Body fat distribution might be differentially associated with subclinical cardiovascular
disease. We examined whether the body mass index, waist circumference, and subcutaneous
and visceral adipose tissue are associated with the prevalence of either coronary
or abdominal aortic calcium in the Framingham Heart Study. Participants (n = 3,130,
mean age 52 years, 49% women) free of clinical cardiovascular disease from the Framingham
Heart Study underwent multidetector computed tomographic assessment to quantify the
subcutaneous and visceral fat volume and coronary and abdominal aortic calcification.
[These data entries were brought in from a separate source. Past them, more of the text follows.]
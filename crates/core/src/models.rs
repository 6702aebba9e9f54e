use chrono::{NaiveDate, NaiveDateTime};
use rust_decimal::Decimal;
use serde::{Deserialize, Serialize};

/// RFC used for anonymous domestic buyers ("público en general").
pub const GENERIC_RFC_DOMESTIC: &str = "XAXX010101000";
/// RFC used for anonymous foreign buyers.
pub const GENERIC_RFC_FOREIGN: &str = "XEXX010101000";

pub fn is_generic_rfc(rfc: &str) -> bool {
    rfc == GENERIC_RFC_DOMESTIC || rfc == GENERIC_RFC_FOREIGN
}

/// Canonical invoice record extracted from an uploaded CFDI.
#[derive(Debug, Clone, PartialEq, Serialize, Deserialize)]
pub struct Invoice {
    /// SAT fiscal folio taken from the uploaded document.
    pub uuid: String,
    pub customer: String,
    pub issue_date: NaiveDate,
    pub subtotal: Decimal,
    pub total: Decimal,
    pub issuer_rfc: String,
    pub receiver_rfc: String,
    #[serde(default)]
    pub paid: bool,
    /// Fiscal UUID assigned when the provider stamped an ingress CFDI for
    /// this invoice. `None` until the first complement request.
    #[serde(default)]
    pub provider_uuid: Option<String>,
}

impl Invoice {
    /// UUID the payment complement must reference.
    pub fn stamped_uuid(&self) -> &str {
        self.provider_uuid.as_deref().unwrap_or(&self.uuid)
    }

    pub fn has_provider_uuid(&self) -> bool {
        self.provider_uuid.is_some()
    }
}

/// Transient fiscal data for the receiver of a CFDI.
#[derive(Debug, Clone, PartialEq, Eq, Serialize, Deserialize)]
pub struct FiscalContext {
    pub receiver_rfc: String,
    /// Zip code where the CFDI is issued ("LugarExpedicion").
    pub expedition_place: String,
    pub receiver_tax_zip_code: String,
    pub fiscal_regime_code: String,
    pub cfdi_use_code: String,
}

impl FiscalContext {
    pub fn is_generic(&self) -> bool {
        is_generic_rfc(&self.receiver_rfc)
    }
}

/// Payment event data supplied by the caller.
#[derive(Debug, Clone, Default, PartialEq, Serialize, Deserialize)]
pub struct PaymentParams {
    /// Defaults to the invoice total.
    pub amount: Option<Decimal>,
    /// SAT payment form ("FormaDePagoP"), e.g. "03" for wire transfer.
    pub payment_form: Option<String>,
    pub payment_date: Option<NaiveDateTime>,
    pub currency: Option<String>,
    pub exchange_rate: Option<Decimal>,
    /// Overrides the generated `CP-XXXXXXXX` folio.
    pub folio: Option<String>,
}

/// Stamped payment complement as persisted after a successful provider call.
#[derive(Debug, Clone, PartialEq, Serialize, Deserialize)]
pub struct PaymentComplement {
    pub id: u64,
    pub invoice_id: u64,
    /// Provider-side document id.
    pub external_id: String,
    pub fiscal_uuid: String,
    /// Base64 of the rendered PDF, if the provider returned one.
    pub pdf_blob: Option<String>,
    pub xml_content: Option<String>,
    pub amount: Decimal,
    pub payment_date: NaiveDateTime,
    pub payment_method_code: String,
    pub currency: String,
    pub created_at: chrono::DateTime<chrono::Utc>,
}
Coronary artery calcification and abdominal aortic calcium were examined in relation
to the body mass index, waist circumference, subcutaneous adipose tissue, and visceral
adipose tissue in age-, gender-, and multivariate-adjusted models. All measures of
adiposity were associated with coronary aortic calcium in the age- and gender-adjusted
models (all p <0.008). All relations were attenuated in the multivariate models (all
p >0.14). The body mass index, waist circumference, and visceral adipose tissue (but
not the subcutaneous adipose tissue) were associated with abdominal aortic calcification
in the age- and gender-adjusted models (all p <0.012). However, all relations were
attenuated in the multivariate models (all p >0.23). Similar findings were observed
in the quartile-based analyses. In conclusion, the general measures of obesity and
measures of central abdominal fat are related to the coronary aortic calcium and abdominal
aortic calcium levels. However, these cross-sectional associations are attenuated
by cardiovascular disease risk factors, possibly because they mediate the association
between adiposity measures and subclinical cardiovascular disease.